Perhaps this misrepresentation and underrepresentation can be attributed to a lack of females in the game design. Women only make up 11% of designers and 3% of programmers. But the industry isn’t doing much to encourage women in the field. This year’s Game Developers Conference was host to a party that featured paid topless dancers, a move that helped feed into the already notorious conception that the industry is home to a “frat boy” culture.
“Women make up 50 percent of the people who consume media, but only make up 5% or 10% of the people who make that media,” said Gillian Smith, an assistant professor of game design at Northeastern University. Smith is currently teaching a game prototyping class of 25 students – and only three are female.
“It seems incredibly imbalanced. Women deserve a voice, and we don’t get it if women aren’t making games,” she added. “There are things that we should be able to express through the media that are being ignored and steamrolled over by the dominant male voice.”
Since men design the majority of games, they design the female characters, when and if they are designed at all.

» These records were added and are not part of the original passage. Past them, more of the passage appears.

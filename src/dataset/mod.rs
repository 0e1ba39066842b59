//! Labeled image folders.
//!
//! A dataset root holds one subdirectory per class label. Labels are indexed
//! by the sorted order of their directory names, and each label directory is
//! sampled independently before the pool is shuffled.
//!
//! ## Example
//!
//! ```rust,ignore
//! use idx_convert::dataset::SampleSet;
//! use rand::{rngs::StdRng, SeedableRng};
//!
//! let mut rng = StdRng::seed_from_u64(42);
//! let set = SampleSet::collect("./notMNIST_small", Some(1000), &["png"], &mut rng)?;
//! println!("{} labels, {} samples", set.labels.len(), set.len());
//! ```

mod discovery;
mod sampler;

use std::path::{Path, PathBuf};

use rand::Rng;
use serde::{Deserialize, Serialize};

pub use discovery::discover_labels;
pub use sampler::{list_label_files, sample_files, LabelFiles};

use crate::error::{Error, Result};

/// Largest number of labels a one-byte label file can index.
pub const MAX_LABELS: usize = 256;

/// A labeled image file selected for conversion.
#[derive(Debug, Clone, PartialEq, Eq)]
pub struct Sample {
    /// Label index (position of the label directory in sorted order).
    pub label: u8,
    /// Path to the image file.
    pub path: PathBuf,
}

/// Per-label sampling statistics.
#[derive(Debug, Clone, PartialEq, Eq, Serialize, Deserialize)]
pub struct LabelStats {
    /// Label directory name.
    pub name: String,
    /// Label index.
    pub index: u8,
    /// Non-empty candidate files.
    pub available: usize,
    /// Zero-byte files that were skipped.
    pub empty: usize,
    /// Files drawn for conversion.
    pub sampled: usize,
}

/// The sampled files of every label, grouped by label in label order.
#[derive(Debug, Clone)]
pub struct SampleSet {
    /// Label directory names; the position is the label index.
    pub labels: Vec<String>,
    /// Selected samples.
    pub samples: Vec<Sample>,
    /// Sampling statistics per label.
    pub stats: Vec<LabelStats>,
}

impl SampleSet {
    /// Scan `root` for labels and draw up to `per_label` files from each.
    ///
    /// `None` or `Some(0)` takes every usable file of a label.
    pub fn collect<R: Rng + ?Sized>(
        root: impl AsRef<Path>,
        per_label: Option<usize>,
        extensions: &[impl AsRef<str>],
        rng: &mut R,
    ) -> Result<Self> {
        let root = root.as_ref();
        let labels = discover_labels(root)?;
        if labels.len() > MAX_LABELS {
            return Err(Error::TooManyLabels(labels.len()));
        }

        let mut samples = Vec::new();
        let mut stats = Vec::with_capacity(labels.len());

        for (index, name) in labels.iter().enumerate() {
            let index = index as u8;
            let files = list_label_files(&root.join(name), extensions)?;
            let picked = sample_files(name, &files.paths, per_label, rng)?;

            stats.push(LabelStats {
                name: name.clone(),
                index,
                available: files.paths.len(),
                empty: files.empty.len(),
                sampled: picked.len(),
            });
            samples.extend(picked.into_iter().map(|path| Sample { label: index, path }));
        }

        log::info!(
            "Sampled {} files across {} labels in {}",
            samples.len(),
            labels.len(),
            root.display()
        );

        Ok(Self { labels, samples, stats })
    }

    /// Number of selected samples.
    #[must_use]
    pub fn len(&self) -> usize {
        self.samples.len()
    }

    /// Check if no samples were selected.
    #[must_use]
    pub fn is_empty(&self) -> bool {
        self.samples.is_empty()
    }

    /// Consume the set, keeping only the samples.
    #[must_use]
    pub fn into_samples(self) -> Vec<Sample> {
        self.samples
    }
}

#[cfg(test)]
mod tests {
    use super::*;
    use rand::SeedableRng;
    use rand::rngs::StdRng;
    use std::fs;

    fn touch(path: &Path, bytes: &[u8]) {
        fs::create_dir_all(path.parent().unwrap()).unwrap();
        fs::write(path, bytes).unwrap();
    }

    #[test]
    fn test_collect_groups_by_label() {
        let dir = tempfile::tempdir().unwrap();
        for label in ["B", "A"] {
            for i in 0..3 {
                touch(&dir.path().join(label).join(format!("{i}.png")), b"x");
            }
        }

        let mut rng = StdRng::seed_from_u64(7);
        let set = SampleSet::collect(dir.path(), Some(2), &["png"], &mut rng).unwrap();

        assert_eq!(set.labels, vec!["A", "B"]);
        assert_eq!(set.len(), 4);
        let labels: Vec<u8> = set.samples.iter().map(|s| s.label).collect();
        assert_eq!(labels, vec![0, 0, 1, 1]);
        assert!(set.samples[..2].iter().all(|s| s.path.starts_with(dir.path().join("A"))));
        assert_eq!(set.stats[1].available, 3);
        assert_eq!(set.stats[1].sampled, 2);
    }

    #[test]
    fn test_collect_counts_empty_files() {
        let dir = tempfile::tempdir().unwrap();
        touch(&dir.path().join("a/full.png"), b"x");
        touch(&dir.path().join("a/empty.png"), b"");

        let mut rng = StdRng::seed_from_u64(1);
        let set = SampleSet::collect(dir.path(), None, &["png"], &mut rng).unwrap();

        assert_eq!(set.len(), 1);
        assert_eq!(set.stats[0].empty, 1);
        assert_eq!(set.stats[0].available, 1);
    }

    #[test]
    fn test_collect_rejects_too_many_labels() {
        let dir = tempfile::tempdir().unwrap();
        for i in 0..=MAX_LABELS {
            fs::create_dir(dir.path().join(format!("{i:03}"))).unwrap();
        }

        let mut rng = StdRng::seed_from_u64(1);
        let err = SampleSet::collect(dir.path(), None, &["png"], &mut rng).unwrap_err();
        assert!(matches!(err, Error::TooManyLabels(257)));
    }
}
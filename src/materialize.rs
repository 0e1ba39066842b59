//! Image decoding into fixed-shape pixel arrays.
//!
//! The materializer decodes every sampled file through an [`ImageDecoder`],
//! fixes the [`ImageShape`] from the first image that decodes, and packs the
//! pixels of all images into one contiguous row-major buffer. Files that
//! fail to decode are logged and dropped; the run goes on with fewer
//! samples.
//!
//! # Example
//!
//! ```ignore
//! use idx_convert::materialize::{materialize, ImageCrateDecoder, ShapePolicy};
//!
//! let materialized = materialize(samples, &ImageCrateDecoder, ShapePolicy::Fail)?;
//! let split = materialized.split(SplitMode::Percent(10.0));
//! ```

use std::fmt;
use std::path::{Path, PathBuf};
use std::str::FromStr;

use image::ImageReader;
use serde::{Deserialize, Serialize};

use crate::dataset::Sample;
use crate::error::{Error, Result};
use crate::idx::IdxDataset;
use crate::split::SplitMode;

/// Geometry shared by every image of a run.
#[derive(Debug, Clone, Copy, Default, PartialEq, Eq, Serialize, Deserialize)]
pub struct ImageShape {
    /// Rows per image.
    pub height: usize,
    /// Columns per image.
    pub width: usize,
    /// Interleaved channels per pixel (1 for grayscale).
    pub channels: usize,
}

impl ImageShape {
    /// Create a shape.
    #[must_use]
    pub fn new(height: usize, width: usize, channels: usize) -> Self {
        Self { height, width, channels }
    }

    /// Bytes occupied by one image.
    #[must_use]
    pub fn image_len(&self) -> usize {
        self.height * self.width * self.channels
    }
}

impl fmt::Display for ImageShape {
    fn fmt(&self, f: &mut fmt::Formatter<'_>) -> fmt::Result {
        write!(f, "{}x{}x{}", self.height, self.width, self.channels)
    }
}

/// A decoded image in row-major, channel-interleaved order.
#[derive(Debug, Clone, PartialEq, Eq)]
pub struct DecodedImage {
    /// Image geometry.
    pub shape: ImageShape,
    /// `shape.image_len()` pixel bytes.
    pub pixels: Vec<u8>,
}

/// Decodes an image file into 8-bit pixels.
///
/// Closures of the form `Fn(&Path) -> Result<DecodedImage>` implement this
/// trait, which keeps tests free of real image files.
pub trait ImageDecoder {
    /// Decode the file at `path`.
    fn decode(&self, path: &Path) -> Result<DecodedImage>;
}

impl<F> ImageDecoder for F
where
    F: Fn(&Path) -> Result<DecodedImage>,
{
    fn decode(&self, path: &Path) -> Result<DecodedImage> {
        self(path)
    }
}

/// Decoder backed by the `image` crate.
///
/// Grayscale sources produce one channel, grayscale with alpha two, RGB
/// three and RGBA four. Deeper sample types are reduced to 8 bits.
#[derive(Debug, Clone, Copy, Default)]
pub struct ImageCrateDecoder;

impl ImageDecoder for ImageCrateDecoder {
    fn decode(&self, path: &Path) -> Result<DecodedImage> {
        let load_error = |reason: String| Error::ImageLoad {
            path: path.to_path_buf(),
            reason,
        };

        let img = ImageReader::open(path)
            .and_then(|r| r.with_guessed_format())
            .map_err(|e| load_error(e.to_string()))?
            .decode()
            .map_err(|e| load_error(e.to_string()))?;

        let height = img.height() as usize;
        let width = img.width() as usize;
        let color = img.color();

        let (channels, pixels) = match (color.has_color(), color.has_alpha()) {
            (false, false) => (1, img.into_luma8().into_raw()),
            (false, true) => (2, img.into_luma_alpha8().into_raw()),
            (true, false) => (3, img.into_rgb8().into_raw()),
            (true, true) => (4, img.into_rgba8().into_raw()),
        };

        Ok(DecodedImage {
            shape: ImageShape::new(height, width, channels),
            pixels,
        })
    }
}

/// What to do with an image whose shape differs from the first one.
#[derive(Debug, Clone, Copy, Default, PartialEq, Eq, Serialize, Deserialize)]
#[serde(rename_all = "lowercase")]
pub enum ShapePolicy {
    /// Abort the run with [`Error::ShapeMismatch`].
    #[default]
    Fail,
    /// Drop the image like a decode failure and continue.
    Skip,
}

impl FromStr for ShapePolicy {
    type Err = String;

    fn from_str(s: &str) -> std::result::Result<Self, Self::Err> {
        match s.to_lowercase().as_str() {
            "fail" => Ok(Self::Fail),
            "skip" => Ok(Self::Skip),
            other => Err(format!("Unknown shape policy: {other} (expected fail or skip)")),
        }
    }
}

impl fmt::Display for ShapePolicy {
    fn fmt(&self, f: &mut fmt::Formatter<'_>) -> fmt::Result {
        match self {
            Self::Fail => write!(f, "fail"),
            Self::Skip => write!(f, "skip"),
        }
    }
}

/// A sample that was dropped during materialization.
#[derive(Debug, Clone, PartialEq, Eq, Serialize, Deserialize)]
pub struct SkippedFile {
    /// File that was dropped.
    pub path: PathBuf,
    /// Why it was dropped.
    pub reason: String,
}

/// Decoded images and their labels, in sample order.
#[derive(Debug, Clone, Default)]
pub struct Materialized {
    /// Shape fixed by the first decoded image, `None` if nothing decoded.
    pub shape: Option<ImageShape>,
    /// One label per decoded image.
    pub labels: Vec<u8>,
    /// Pixels of all decoded images, back to back.
    pub pixels: Vec<u8>,
    /// Samples that could not be used.
    pub skipped: Vec<SkippedFile>,
}

/// Train and test partitions of a materialized sample set.
#[derive(Debug, Clone)]
pub struct DatasetSplit {
    /// Items before the split index.
    pub train: IdxDataset,
    /// Items from the split index on.
    pub test: IdxDataset,
}

impl Materialized {
    /// Number of decoded images.
    #[must_use]
    pub fn len(&self) -> usize {
        self.labels.len()
    }

    /// Check if nothing was decoded.
    #[must_use]
    pub fn is_empty(&self) -> bool {
        self.labels.is_empty()
    }

    /// Split into train and test partitions at `mode.split_index(len)`.
    ///
    /// Both partitions keep sample order; train is the prefix.
    #[must_use]
    pub fn split(self, mode: SplitMode) -> DatasetSplit {
        let shape = self.shape.unwrap_or_default();
        let index = mode.split_index(self.len());

        let mut train_labels = self.labels;
        let mut train_pixels = self.pixels;
        let test_labels = train_labels.split_off(index);
        let test_pixels = train_pixels.split_off(index * shape.image_len());

        DatasetSplit {
            train: IdxDataset {
                shape,
                labels: train_labels,
                pixels: train_pixels,
            },
            test: IdxDataset {
                shape,
                labels: test_labels,
                pixels: test_pixels,
            },
        }
    }
}

/// Decode every sample, dropping the ones that fail.
///
/// The first image that decodes fixes the shape for the run. Later images
/// with another shape are handled according to `policy`.
pub fn materialize<D: ImageDecoder + ?Sized>(
    samples: Vec<Sample>,
    decoder: &D,
    policy: ShapePolicy,
) -> Result<Materialized> {
    let total = samples.len();
    let mut out = Materialized::default();

    for (i, sample) in samples.into_iter().enumerate() {
        if i % 100 == 0 {
            log::debug!("{}% complete ({i}/{total})", i * 100 / total);
        }

        let image = match decoder.decode(&sample.path) {
            Ok(image) => image,
            Err(e) => {
                log::warn!("Can't read image file {}: {e}", sample.path.display());
                out.skipped.push(SkippedFile {
                    path: sample.path,
                    reason: e.to_string(),
                });
                continue;
            }
        };

        let shape = match out.shape {
            Some(shape) => shape,
            None => {
                out.pixels.reserve_exact(total.saturating_sub(i) * image.shape.image_len());
                *out.shape.insert(image.shape)
            }
        };

        if image.shape != shape || image.pixels.len() != shape.image_len() {
            match policy {
                ShapePolicy::Fail => {
                    return Err(Error::ShapeMismatch {
                        path: sample.path,
                        expected: shape,
                        actual: image.shape,
                    });
                }
                ShapePolicy::Skip => {
                    log::warn!(
                        "Skipping {}: shape {} differs from {shape}",
                        sample.path.display(),
                        image.shape
                    );
                    out.skipped.push(SkippedFile {
                        reason: format!("shape {} differs from {shape}", image.shape),
                        path: sample.path,
                    });
                    continue;
                }
            }
        }

        out.pixels.extend_from_slice(&image.pixels);
        out.labels.push(sample.label);
    }

    log::info!(
        "Materialized {} of {total} images ({} skipped)",
        out.len(),
        out.skipped.len()
    );

    Ok(out)
}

“It’s often done with the idea that men will be the audience as well, which is why you end up with, ‘We have female characters in our games!’ But they’re not actually the characters that women who are playing the games might want to be. They’re the characters that men who are playing the games might want to see,” Smith said.
Although sexism can seem more pervasive in nerd-dominated media, it is important to note that this gender divide is a result of a greater cultural force – one in which women’s’ voices in and about all facets of media are consistently marginalized.
“It’s such a broad systemic problem that rises from these very strong historical, societal forces,” said Smith. “Patriarchy is very embedded in our culture, everywhere.”